While it was “hard to say definitively” if the riot was sparked off by an alcohol-fuelled crowd, the area’s Member of Parliament, Transport Minister Lui Tuck Yew, said evidence of drinking could be observed during his visit to Race Course Road on Sunday night. He also noticed that beer bottles and caps were among the items used to damage vehicles in the riot.
Both TWC2, as well as migrant workers’ advocate Jolovan Wham, felt that other factors besides alcohol must be examined. Alcohol had been consumed for years in the area with no incidents on this scale, TWC2 said.
Meanwhile, the National Solidarity Party (NSP) called for an examination into the underlying causes of the riot. “To blame the riot, the first in decades, on alcohol consumption is a narrative that is convenient to the ruling party,” said NSP Secretary-General Jeannette Chong-Aruldoss in a statement.

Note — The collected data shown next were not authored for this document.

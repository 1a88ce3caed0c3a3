//! Poly-line helpers: smooth control-point splines, arc-length resampling and
//! the scalar shaping functions used by the generators.

use crate::errors::WheelError;
use crate::float_types::Real;
use nalgebra::Point3;
use truck_geometry::prelude::{BSplineCurve, KnotVec, ParametricCurve, Point3 as CurvePoint};

/// Clamped uniform B-spline over a control polygon.
///
/// The curve starts at the first control point and ends at the last one; interior
/// control points only pull on it. Quadratic by default.
#[derive(Debug, Clone)]
pub struct ControlPointSpline {
    curve: BSplineCurve<CurvePoint>,
    first: Point3<Real>,
    last: Point3<Real>,
}

impl ControlPointSpline {
    pub fn new(control: Vec<Point3<Real>>) -> Result<Self, WheelError> {
        Self::with_degree(control, 2)
    }

    /// The degree is clamped to `1..=control.len() - 1`.
    pub fn with_degree(control: Vec<Point3<Real>>, degree: usize) -> Result<Self, WheelError> {
        if control.len() < 2 {
            return Err(WheelError::DegenerateCurve {
                points: control.len(),
                length: 0.0,
            });
        }
        let (first, last) = (control[0], control[control.len() - 1]);
        let degree = degree.clamp(1, control.len() - 1);
        let knots = KnotVec::uniform_knot(degree, control.len() - degree);
        let curve = BSplineCurve::try_new(knots, control.iter().map(to_curve).collect())
            .map_err(|e| WheelError::InvalidParameters(format!("control polygon rejected: {e}")))?;
        Ok(Self { curve, first, last })
    }

    /// Evaluates the curve at `samples` (≥ 2) evenly spaced parameter values.
    /// First and last samples are exactly the first and last control points.
    pub fn points(&self, samples: usize) -> Vec<Point3<Real>> {
        let samples = samples.max(2);
        let mut pts: Vec<_> = (0..samples)
            .map(|s| from_curve(self.curve.subs(s as f64 / (samples - 1) as f64)))
            .collect();
        pts[0] = self.first;
        pts[samples - 1] = self.last;
        pts
    }
}

fn to_curve(p: &Point3<Real>) -> CurvePoint {
    CurvePoint::new(f64::from(p.x), f64::from(p.y), f64::from(p.z))
}

fn from_curve(p: CurvePoint) -> Point3<Real> {
    Point3::new(p.x as Real, p.y as Real, p.z as Real)
}

/// Sum of segment lengths of a poly-line.
pub fn total_length(points: &[Point3<Real>]) -> Real {
    points.windows(2).map(|w| (w[1] - w[0]).norm()).sum()
}

/// Cumulative arc length at every point, starting at `0`.
pub fn cumulative_lengths(points: &[Point3<Real>]) -> Vec<Real> {
    let mut acc = 0.0;
    let mut out = Vec::with_capacity(points.len());
    if let Some(first) = points.first() {
        out.push(0.0);
        let mut prev = *first;
        for p in &points[1..] {
            acc += (p - prev).norm();
            out.push(acc);
            prev = *p;
        }
    }
    out
}

/// Point at arc-length `target` along a poly-line with precomputed cumulative lengths.
pub(crate) fn point_at_length(
    points: &[Point3<Real>],
    lengths: &[Real],
    target: Real,
) -> Point3<Real> {
    let last = points.len() - 1;
    if target <= 0.0 {
        return points[0];
    }
    if target >= lengths[last] {
        return points[last];
    }
    // first index whose cumulative length exceeds target
    let upper = lengths.partition_point(|&l| l <= target).clamp(1, last);
    let lower = upper - 1;
    let span = lengths[upper] - lengths[lower];
    if span <= Real::EPSILON {
        return points[upper];
    }
    let t = (target - lengths[lower]) / span;
    points[lower] + (points[upper] - points[lower]) * t
}

/// Resamples a poly-line into `samples` points at equal arc-length intervals.
/// The first and last points are kept exactly.
pub fn reparametrize(points: &[Point3<Real>], samples: usize) -> Vec<Point3<Real>> {
    if points.len() < 2 || samples < 2 {
        return points.to_vec();
    }
    let lengths = cumulative_lengths(points);
    let total = lengths[lengths.len() - 1];
    let mut out: Vec<_> = (0..samples)
        .map(|i| point_at_length(points, &lengths, total * i as Real / (samples - 1) as Real))
        .collect();
    out[0] = points[0];
    out[samples - 1] = points[points.len() - 1];
    out
}

/// Resamples a poly-line so that consecutive points are about `spacing` apart.
pub fn resample_by_spacing(points: &[Point3<Real>], spacing: Real) -> Vec<Point3<Real>> {
    let total = total_length(points);
    if spacing <= 0.0 || total <= 0.0 {
        return points.to_vec();
    }
    let samples = ((total / spacing).ceil() as usize + 1).max(2);
    reparametrize(points, samples)
}

/// Superformula radius with `a = b = 1`:
/// `r(φ) = (|cos(mφ/4)|^n2 + |sin(mφ/4)|^n3)^(-1/n1)`.
pub fn supershape_radius(phi: Real, m: Real, n1: Real, n2: Real, n3: Real) -> Real {
    let t = m * phi * 0.25;
    let term1 = t.cos().abs().powf(n2);
    let term2 = t.sin().abs().powf(n3);
    (term1 + term2).powf(-1.0 / n1)
}

/// Logistic blend from `from` to `to` centred on `mid`; `width` sets how many units
/// the transition takes.
pub fn smooth_transition(from: Real, to: Real, x: Real, mid: Real, width: Real) -> Real {
    let width = width.abs().max(Real::EPSILON);
    let s = 1.0 / (1.0 + (-(x - mid) / width).exp());
    from + (to - from) * s
}
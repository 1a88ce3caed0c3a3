//! Procedural **rover wheels** for 3D printing, designed in an undistorted cylinder
//! and bent into an arbitrarily curved wheel shape.
//!
//! A wheel is described by a [`WheelRecipe`](wheel::WheelRecipe): its dimensions,
//! the shape of its side faces, an ordered list of radial layers each filled with a
//! structural pattern (holes, spiral spokes, tubes, rosettes, trusses) and a tread.
//! The [`wheel::assemble`] pipeline builds the four boundary spines of the wheel's
//! cross-section, generates every layer and the tread in the design space, maps each
//! sample into wheel space and unions the parts.
//!
//! ```no_run
//! use roverwheel::resolution::Resolution;
//! use roverwheel::wheel::{Preset, assemble};
//!
//! let wheel = assemble(&Preset::Spiral.recipe(), &Resolution::default())?;
//! let mesh = wheel.to_mesh();
//! println!("{} triangles", mesh.triangle_count());
//! # Ok::<(), roverwheel::errors::WheelError>(())
//! ```
//!
//! # Features
//! #### Default
//! - **f64**: use f64 as Real
//!
//! #### Optional
//! - **f32**: use f32 as Real, this conflicts with f64
//! - **parallel**: use rayon to rasterize sample cells on several threads

#![forbid(unsafe_code)]
#![warn(clippy::approx_constant, clippy::all)]

pub mod errors;
pub mod float_types;
pub mod frames;
pub mod polar;
pub mod resolution;
pub mod shapes;
pub mod spline;
pub mod traits;
pub mod voxels;
pub mod wheel;

#[cfg(any(all(feature = "f64", feature = "f32"), not(any(feature = "f64", feature = "f32"))))]
compile_error!("Either 'f64' or 'f32' feature must be specified, but not both");

pub use errors::WheelError;
pub use resolution::Resolution;
pub use traits::{CoordinateTransform, SolidOps};
pub use voxels::{Mesh, Voxels};
pub use wheel::{Preset, RandomWheel, Wheel, WheelParams, WheelRecipe, assemble};
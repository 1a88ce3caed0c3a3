use super::TreadPattern;
use crate::float_types::{Real, TAU};
use crate::polar;
use crate::resolution::Resolution;
use crate::shapes::{ModulatedPipe, Primitive};
use crate::spline::{resample_by_spacing, smooth_transition};
use crate::traits::CoordinateTransform;
use crate::voxels::{Lattice, Voxels};

/// Crossing cosine ribs along and around the strip, up to 16 mm high.
#[derive(Debug, Clone, Copy, Default)]
pub struct CosineRibs;

impl CosineRibs {
    fn height(phi: Real, length_ratio: Real) -> Real {
        (10.0 * (50.0 * length_ratio).cos()).clamp(0.0, 8.0)
            + (10.0 * (50.0 * phi).cos()).clamp(0.0, 8.0)
    }
}

impl TreadPattern for CosineRibs {
    fn construct(
        &self,
        ref_radius: Real,
        contour_height: Real,
        transform: &dyn CoordinateTransform,
        res: &Resolution,
    ) -> Voxels {
        ModulatedPipe::new(
            ref_radius,
            |phi, l| ref_radius + Self::height(phi, l),
            contour_height,
        )
        .voxelize(transform, res)
    }
}

/// Fifty zig-zag ribs running across the tread, low at both edges and tall in the
/// middle.
#[derive(Debug, Clone, Copy, Default)]
pub struct LatticeRibs;

impl LatticeRibs {
    const RIBS: usize = 50;
    const ZIGS: usize = 7;
    const SWING: Real = 0.2;
    const BEAM_RADIUS: Real = 2.0;

    fn rib_height(z: Real, contour_height: Real) -> Real {
        let rising = smooth_transition(2.0, 8.0, z, 15.0, 3.0);
        smooth_transition(rising, 2.0, z, contour_height - 15.0, 3.0)
    }
}

impl TreadPattern for LatticeRibs {
    fn construct(
        &self,
        ref_radius: Real,
        contour_height: Real,
        transform: &dyn CoordinateTransform,
        res: &Resolution,
    ) -> Voxels {
        let dz = contour_height / Self::ZIGS as Real;
        let mut lattice = Lattice::new();
        for i in 0..Self::RIBS {
            let phi = TAU / Self::RIBS as Real * i as Real;
            let zig: Vec<_> = (0..=Self::ZIGS)
                .map(|k| {
                    let swing = if k % 2 == 1 { Self::SWING } else { 0.0 };
                    polar::cyl_point(ref_radius, phi + swing, dz * k as Real)
                })
                .collect();
            for p in resample_by_spacing(&zig, 1.0) {
                let height = Self::rib_height(p.z, contour_height);
                lattice.add_beam(
                    transform.transform(p),
                    Self::BEAM_RADIUS,
                    transform.transform(polar::offset_radius(&p, height)),
                    Self::BEAM_RADIUS,
                );
            }
        }
        lattice.voxelize(res.voxel_size)
    }
}

/// Staggered rows of round lugs.
#[derive(Debug, Clone, Copy, Default)]
pub struct Studs;

impl Studs {
    const ROW_PITCH: Real = 12.0;
    const PER_ROW: usize = 36;
    const HEIGHT: Real = 4.0;
    const RADIUS: Real = 3.0;
}

impl TreadPattern for Studs {
    fn construct(
        &self,
        ref_radius: Real,
        contour_height: Real,
        transform: &dyn CoordinateTransform,
        res: &Resolution,
    ) -> Voxels {
        let rows = ((contour_height / Self::ROW_PITCH).floor() as usize).max(1);
        let row_pitch = contour_height / rows as Real;
        let step = TAU / Self::PER_ROW as Real;
        let mut lattice = Lattice::new();
        for row in 0..rows {
            let z = (row as Real + 0.5) * row_pitch;
            let stagger = if row % 2 == 1 { 0.5 * step } else { 0.0 };
            for n in 0..Self::PER_ROW {
                let foot = polar::cyl_point(ref_radius, stagger + step * n as Real, z);
                lattice.add_beam(
                    transform.transform(foot),
                    Self::RADIUS,
                    transform.transform(polar::offset_radius(&foot, Self::HEIGHT)),
                    Self::RADIUS,
                );
            }
        }
        lattice.voxelize(res.voxel_size)
    }
}

#[cfg(test)]
mod tests {
    use super::*;
    use crate::traits::{Identity, SolidOps};

    #[test]
    fn cosine_ribs_peak_at_sixteen() {
        assert_eq!(CosineRibs::height(0.0, 0.0), 16.0);
        assert_eq!(CosineRibs::height(crate::float_types::PI / 50.0, 0.0), 8.0);
    }

    #[test]
    fn lattice_ribs_rise_in_the_middle() {
        let h = 100.0;
        assert!(LatticeRibs::rib_height(0.0, h) < 2.2);
        assert!(LatticeRibs::rib_height(h, h) < 2.2);
        assert!(LatticeRibs::rib_height(0.5 * h, h) > 7.9);
    }

    #[test]
    fn studs_stand_on_the_reference_cylinder() {
        let res = Resolution::preview().with_voxel_size(1.0);
        let studs = Studs.construct(50.0, 30.0, &Identity, &res);
        let bb = studs.bounding_box().unwrap();
        // lugs reach 4 mm out plus their 3 mm rounded tips
        assert!(bb.maxs.x <= 50.0 + 4.0 + 3.0 + 1.0);
        assert!(bb.mins.z >= 0.0 && bb.maxs.z <= 30.0);
        assert!(!studs.is_empty());
    }
}
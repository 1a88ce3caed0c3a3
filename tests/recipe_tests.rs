mod support;

use rand::SeedableRng;
use rand_chacha::ChaCha8Rng;
use roverwheel::{
    WheelError,
    wheel::{ElementSpec, LayerSpec, Preset, RandomWheel, RandomWheelConfig, WheelRecipe},
};

#[test]
fn presets_survive_a_toml_round_trip() {
    for preset in Preset::ALL {
        let recipe = preset.recipe();
        let text = recipe.to_toml_string().unwrap();
        let parsed = WheelRecipe::from_toml_str(&text).unwrap();
        assert_eq!(parsed, recipe, "{preset:?}:\n{text}");
    }
}

#[test]
fn random_recipes_survive_a_toml_round_trip() {
    let planner = RandomWheel::default();
    let mut rng = ChaCha8Rng::seed_from_u64(3);
    for _ in 0..10 {
        let recipe = planner.plan(&mut rng).unwrap();
        let parsed = WheelRecipe::from_toml_str(&recipe.to_toml_string().unwrap()).unwrap();
        assert_eq!(parsed, recipe);
    }
}

#[test]
fn recipe_with_crowded_walls_fails_validation() {
    let mut recipe = Preset::Rosetta.recipe();
    recipe.layers[1] = LayerSpec::new(
        0.02,
        0.2,
        ElementSpec::RectHoles {
            symmetry: 200,
            wall_thickness: 4.0,
        },
    );
    let text = recipe.to_toml_string().unwrap();
    assert!(matches!(
        WheelRecipe::from_toml_str(&text),
        Err(WheelError::InsufficientClearance { symmetry: 200, .. })
    ));
}

#[test]
fn same_stream_same_plan() {
    let planner = RandomWheel::default();
    let rng = ChaCha8Rng::seed_from_u64(0xC0FFEE);
    let a = planner.plan(&mut rng.clone()).unwrap();
    let b = planner.plan(&mut rng.clone()).unwrap();
    let bounds = |r: &WheelRecipe| -> Vec<_> { r.layers.iter().map(|l| (l.start, l.end)).collect() };
    let elements = |r: &WheelRecipe| -> Vec<_> { r.layers.iter().map(|l| l.element).collect() };
    assert_eq!(bounds(&a), bounds(&b));
    assert_eq!(elements(&a), elements(&b));
    assert_eq!(a, b);
}

#[test]
fn random_layers_cover_the_margins_exactly() {
    let config = RandomWheelConfig::default();
    let planner = RandomWheel::new(config).unwrap();
    let mut rng = ChaCha8Rng::seed_from_u64(17);
    for _ in 0..100 {
        let recipe = planner.plan(&mut rng).unwrap();
        let inner: Vec<_> = recipe.layers[1..recipe.layers.len() - 1].to_vec();
        assert_eq!(inner[0].start, config.inner_margin);
        assert_eq!(inner[inner.len() - 1].end, config.outer_margin);
        for pair in inner.windows(2) {
            assert_eq!(pair[0].end, pair[1].start);
        }
        assert!(inner.iter().all(|l| l.end > l.start));
    }
}
use super::{
    Combine, WheelElements, check_common, check_core_gap, dense_symmetry, extruded_struts,
    strut_faces,
};
use crate::errors::WheelError;
use crate::float_types::{Real, TAU};
use crate::polar;
use crate::resolution::Resolution;
use crate::voxels::{Lattice, Voxels};
use crate::wheel::WheelLayer;
use crate::wheel::space::WheelSpace;
use nalgebra::Vector3;

const LOOP_SAMPLES: usize = 100;

/// Rosette of overlapping rings, each touching the inner and outer radius.
///
/// Ring `i` is centred on the mid radius at angle `2π·i/n` with a diameter of the
/// layer's thickness; with the raised symmetry neighbouring rings always overlap.
#[derive(Debug, Clone)]
pub struct RosettaStruts {
    layer: WheelLayer,
    symmetry: u32,
    wall_thickness: Real,
}

impl RosettaStruts {
    /// The symmetry is raised to [`dense_symmetry`] when the layer is thin.
    pub fn new(layer: WheelLayer, symmetry: u32, wall_thickness: Real) -> Result<Self, WheelError> {
        check_common(symmetry, wall_thickness)?;
        if wall_thickness >= layer.range() {
            return Err(WheelError::InsufficientClearance {
                symmetry,
                wall_thickness,
                gap: layer.range() - wall_thickness,
            });
        }
        let symmetry = dense_symmetry(&layer, symmetry);
        check_core_gap(symmetry, layer.inner_radius(), wall_thickness)?;
        Ok(Self {
            layer,
            symmetry,
            wall_thickness,
        })
    }
}

impl WheelElements for RosettaStruts {
    fn layer(&self) -> &WheelLayer {
        &self.layer
    }

    fn symmetry(&self) -> u32 {
        self.symmetry
    }

    fn combine(&self) -> Combine {
        Combine::Additive
    }

    fn copy(&self, index: u32, space: &WheelSpace, res: &Resolution) -> Voxels {
        let phi = polar::copy_angle(index, self.symmetry);
        // centreline of the ring stays half a wall inside the band
        let ring_radius = 0.5 * (self.layer.range() - self.wall_thickness);
        let mut lattice = Lattice::new();
        for z in strut_faces(space.params().width, self.wall_thickness) {
            let centre = polar::cyl_point(self.layer.mid_radius(), phi, z);
            let ring: Vec<_> = (0..=LOOP_SAMPLES)
                .map(|n| {
                    let a = TAU * n as Real / LOOP_SAMPLES as Real;
                    centre + Vector3::new(a.cos(), a.sin(), 0.0) * ring_radius
                })
                .collect();
            lattice.add_polyline(&ring, 0.5 * self.wall_thickness);
        }
        extruded_struts(&lattice, space, self.wall_thickness, res)
    }
}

“Are the labour laws and regulations which apply to them (migrant workers) fair or skewed against them? How are they assured of decent living conditions and of getting fair and timely wages? Are we giving enough consideration to their emotional and social needs?”
Dr Chong felt that the Committee of Inquiry to be convened to look into the riot should also look at how to manage areas where pockets of ethnic communities are active, besides examining how to address their social needs better. The Government could also tap the migrant workers rights’ groups more, as well as religious organisations, to understand these communities, he added.